Now, we can't expect you to assume that because you haven't gone through that in the level of detail, but you should expect at our full year results announcement, and we're going to get Ben Dollard as the president of the Americas, who's been in that market for six months now with us as Treasury Wine Estates, to talk through that in a great deal more detail, and also the construct of how we report US trade, how we report Latin America, Canada, the other components that make up our Americas business, because I believe that's going to give a lot more insight and provide everybody with a better ability to track our progress over the next 12 to 18 months, because I fully appreciate that this is going to be watched very closely over that period of time.

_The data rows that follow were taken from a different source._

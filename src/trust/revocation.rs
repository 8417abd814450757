//! Certificate revocation checks
//!
//! Each non-root certificate of a validated path is looked up in the CRLs
//! named by its CRL distribution points. A CRL is only trusted after its
//! signature verifies with the issuer key and while it is not stale.
//!
//! Infrastructure failures (unreachable distribution point, unparsable or
//! stale CRL) are handled by an explicit [`RevocationPolicy`]. A revoked
//! serial is always fatal.

use std::cmp::Ordering;
use std::sync::Arc;

use log::{debug, warn};
use openssl::asn1::Asn1Time;
use openssl::x509::{CrlStatus, X509Crl, X509};
use serde::{Deserialize, Serialize};
use x509_parser::prelude::{DistributionPointName, GeneralName, ParsedExtension};

use crate::attestation::certificate;
use crate::webauthn::crypto::openssl_error;
use crate::webauthn::WebAuthnError;

/// How revocation infrastructure failures are treated
#[derive(Debug, Clone, Copy, Default, PartialEq, Eq, Serialize, Deserialize)]
#[serde(rename_all = "snake_case")]
pub enum RevocationPolicy {
    /// Abort the chain check when a CRL cannot be obtained or trusted
    #[default]
    FailClosed,
    /// Treat an unavailable CRL as "not revoked"
    FailOpen,
}

/// Source of DER encoded CRLs
pub trait CrlFetcher: Send + Sync {
    /// Fetch the CRL published at `url`
    ///
    /// # Errors
    /// Returns an error when the CRL cannot be retrieved
    fn fetch(&self, url: &str) -> Result<Vec<u8>, WebAuthnError>;
}

/// Blocking HTTP CRL fetcher
#[cfg(feature = "http-crl")]
pub struct HttpCrlFetcher {
    client: reqwest::blocking::Client,
}

#[cfg(feature = "http-crl")]
impl HttpCrlFetcher {
    /// Create a fetcher whose requests time out after `timeout_seconds`
    ///
    /// # Errors
    /// Returns `ConfigurationError` if the HTTP client cannot be built
    pub fn new(timeout_seconds: u64) -> Result<Self, WebAuthnError> {
        let client = reqwest::blocking::Client::builder()
            .timeout(std::time::Duration::from_secs(timeout_seconds))
            .build()
            .map_err(|e| WebAuthnError::ConfigurationError(format!("CRL HTTP client: {e}")))?;
        Ok(Self { client })
    }
}

#[cfg(feature = "http-crl")]
impl CrlFetcher for HttpCrlFetcher {
    fn fetch(&self, url: &str) -> Result<Vec<u8>, WebAuthnError> {
        let parsed = url::Url::parse(url)
            .map_err(|e| WebAuthnError::CertificateChain(format!("Invalid CRL URL {url}: {e}")))?;
        if !matches!(parsed.scheme(), "http" | "https") {
            return Err(WebAuthnError::CertificateChain(format!(
                "Unsupported CRL URL scheme: {}",
                parsed.scheme()
            )));
        }

        debug!("Fetching CRL from: {url}");
        let response = self
            .client
            .get(parsed)
            .send()
            .map_err(|e| WebAuthnError::CertificateChain(format!("Failed to fetch CRL: {e}")))?;

        if !response.status().is_success() {
            return Err(WebAuthnError::CertificateChain(format!(
                "CRL request failed with status: {}",
                response.status()
            )));
        }

        let body = response
            .bytes()
            .map_err(|e| WebAuthnError::CertificateChain(format!("Failed to read CRL: {e}")))?;
        Ok(body.to_vec())
    }
}

/// CRL distribution point URIs of a certificate
///
/// # Errors
/// Returns `InvalidAttestationStatement` if the certificate cannot be parsed
pub fn distribution_points(der: &[u8]) -> Result<Vec<String>, WebAuthnError> {
    let cert = certificate::parse(der)?;
    let mut urls = Vec::new();
    for ext in cert.extensions() {
        let ParsedExtension::CRLDistributionPoints(points) = ext.parsed_extension() else {
            continue;
        };
        for point in &points.points {
            if let Some(DistributionPointName::FullName(names)) = &point.distribution_point {
                urls.extend(names.iter().filter_map(|name| match name {
                    GeneralName::URI(uri) => Some((*uri).to_string()),
                    _ => None,
                }));
            }
        }
    }
    Ok(urls)
}

/// Checks certificates against the CRLs of their issuers
#[derive(Clone)]
pub struct RevocationChecker {
    policy: RevocationPolicy,
    fetcher: Arc<dyn CrlFetcher>,
}

impl RevocationChecker {
    #[must_use]
    pub fn new(policy: RevocationPolicy, fetcher: Arc<dyn CrlFetcher>) -> Self {
        Self { policy, fetcher }
    }

    #[must_use]
    pub fn policy(&self) -> RevocationPolicy {
        self.policy
    }

    /// Check `cert`, issued by `issuer`, against every distribution point
    ///
    /// # Errors
    /// Returns `RevokedCertificate` when a trusted CRL lists the serial, and
    /// `CertificateChain` for infrastructure failures under
    /// [`RevocationPolicy::FailClosed`]
    pub fn check(&self, cert: &X509, issuer: &X509) -> Result<(), WebAuthnError> {
        let der = cert.to_der().map_err(openssl_error("certificate DER"))?;
        for url in distribution_points(&der)? {
            match self.check_distribution_point(&url, cert, issuer) {
                Ok(()) => {}
                Err(e @ WebAuthnError::RevokedCertificate(_)) => return Err(e),
                Err(e) => match self.policy {
                    RevocationPolicy::FailClosed => return Err(e),
                    RevocationPolicy::FailOpen => {
                        warn!("⚠️ Revocation check skipped for {url}: {e}");
                    }
                },
            }
        }
        Ok(())
    }

    fn check_distribution_point(
        &self,
        url: &str,
        cert: &X509,
        issuer: &X509,
    ) -> Result<(), WebAuthnError> {
        let bytes = self.fetcher.fetch(url)?;
        let crl = X509Crl::from_der(&bytes)
            .map_err(|_| WebAuthnError::CertificateChain(format!("Invalid CRL from {url}")))?;

        let issuer_key = issuer
            .public_key()
            .map_err(openssl_error("issuer public key"))?;
        if !crl.verify(&issuer_key).unwrap_or(false) {
            return Err(WebAuthnError::CertificateChain(format!(
                "CRL from {url} is not signed by the certificate issuer"
            )));
        }

        if let Some(next_update) = crl.next_update() {
            let now = Asn1Time::days_from_now(0).map_err(openssl_error("current time"))?;
            if next_update.compare(&now).map_err(openssl_error("CRL nextUpdate"))? == Ordering::Less {
                return Err(WebAuthnError::CertificateChain(format!(
                    "CRL from {url} is stale"
                )));
            }
        }

        match crl.get_by_cert(cert) {
            CrlStatus::Revoked(_) | CrlStatus::RemoveFromCrl(_) => {
                let serial = cert
                    .serial_number()
                    .to_bn()
                    .and_then(|bn| bn.to_hex_str().map(|hex| hex.to_string()))
                    .map_err(openssl_error("certificate serial"))?;
                warn!("❌ Certificate {serial} is revoked according to {url}");
                Err(WebAuthnError::RevokedCertificate(serial))
            }
            CrlStatus::NotRevoked => Ok(()),
        }
    }
}

#[cfg(test)]
mod tests {
    use super::*;

    struct FailingFetcher;

    impl CrlFetcher for FailingFetcher {
        fn fetch(&self, url: &str) -> Result<Vec<u8>, WebAuthnError> {
            Err(WebAuthnError::CertificateChain(format!("unreachable: {url}")))
        }
    }

    #[test]
    fn test_policy_defaults_to_fail_closed() {
        assert_eq!(RevocationPolicy::default(), RevocationPolicy::FailClosed);
    }

    #[test]
    fn test_policy_serialization() {
        assert_eq!(
            serde_json::to_string(&RevocationPolicy::FailOpen).unwrap(),
            "\"fail_open\""
        );
        let policy: RevocationPolicy = serde_json::from_str("\"fail_closed\"").unwrap();
        assert_eq!(policy, RevocationPolicy::FailClosed);
    }

    #[test]
    fn test_checker_keeps_policy() {
        let checker = RevocationChecker::new(RevocationPolicy::FailOpen, Arc::new(FailingFetcher));
        assert_eq!(checker.policy(), RevocationPolicy::FailOpen);
    }
}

And I know you personally, David, are going to judge a lot of my success of whether we can actually achieve that. So Matt, do you want to add anything to that?

Matthew Young
CFO, Treasury Wine Estates

Yeah. Look, the other builds I'd have would be around that channel mix. So David and the market will have seen when we came out at the half-year result, we had seen some of the challenges in the industry that were not going to back up over those, but around the level of discounting and the private label, etc., and we had seen a 17% decline for that first half, and we did say at the time we expected those trends to continue, so really, the challenge from there has been around COVID-19. And the well-documented commentary that Tim's already got around the performance, particularly in retail channel, is great, but those non-retail channels, and so think direct-to-consumer, cellar doors, which are a strong and profitable part of our business, Latin America, which is mostly travel retail that's been closed, and on-premise, which is important and particularly for luxury sales.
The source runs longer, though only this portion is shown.